• What you have to do: Could you filter the records below down to the lines that include the word "FromRow"?

Collected data:
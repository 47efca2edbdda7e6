use async_trait::async_trait;
use serde_json::Value;
use sqlx::{FromRow, PgPool};
use tracing::warn;
use uuid::Uuid;

use crate::credentials::{AuthError, CredentialKind};

/// Read side of the credential vault. Returns `Ok(None)` for unknown or
/// deleted credentials.
#[async_trait]
pub trait CredentialStore: Send + Sync {
    async fn load(&self, credential_id: Uuid) -> Result<Option<CredentialKind>, AuthError>;
}

#[derive(Debug, FromRow)]
struct DecryptedCredentialRow {
    #[sqlx(rename = "type")]
    kind: String,
    fields: String,
}

/// Credentials sealed with pgcrypto. Decryption happens inside Postgres so
/// plaintext never touches a table.
pub struct PgCredentialStore {
    pool: PgPool,
    master_key: Option<String>,
}

impl PgCredentialStore {
    pub fn new(pool: PgPool, master_key: Option<String>) -> Self {
        Self { pool, master_key }
    }
}

#[async_trait]
impl CredentialStore for PgCredentialStore {
    async fn load(&self, credential_id: Uuid) -> Result<Option<CredentialKind>, AuthError> {
        let master_key = self.master_key.as_deref().ok_or(AuthError::MissingMasterKey)?;

        let row = sqlx::query_as::<_, DecryptedCredentialRow>(
            r#"
            SELECT type, pgp_sym_decrypt(encrypted_data, $2) AS fields
            FROM credentials
            WHERE id = $1 AND deleted_at IS NULL
            "#,
        )
        .bind(credential_id)
        .bind(master_key)
        .fetch_optional(&self.pool)
        .await
        .map_err(|e| {
            warn!("Failed to read credential {credential_id}: {e}");
            AuthError::Store(e.to_string())
        })?;

        let Some(row) = row else {
            return Ok(None);
        };

        let fields: Value = serde_json::from_str(&row.fields)
            .map_err(|e| AuthError::Store(format!("credential {credential_id} is not JSON: {e}")))?;
        CredentialKind::from_parts(&row.kind, &fields).map(Some)
    }
}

• Written reply:
use sqlx::{FromRow, PgPool};
#[derive(Debug, FromRow)]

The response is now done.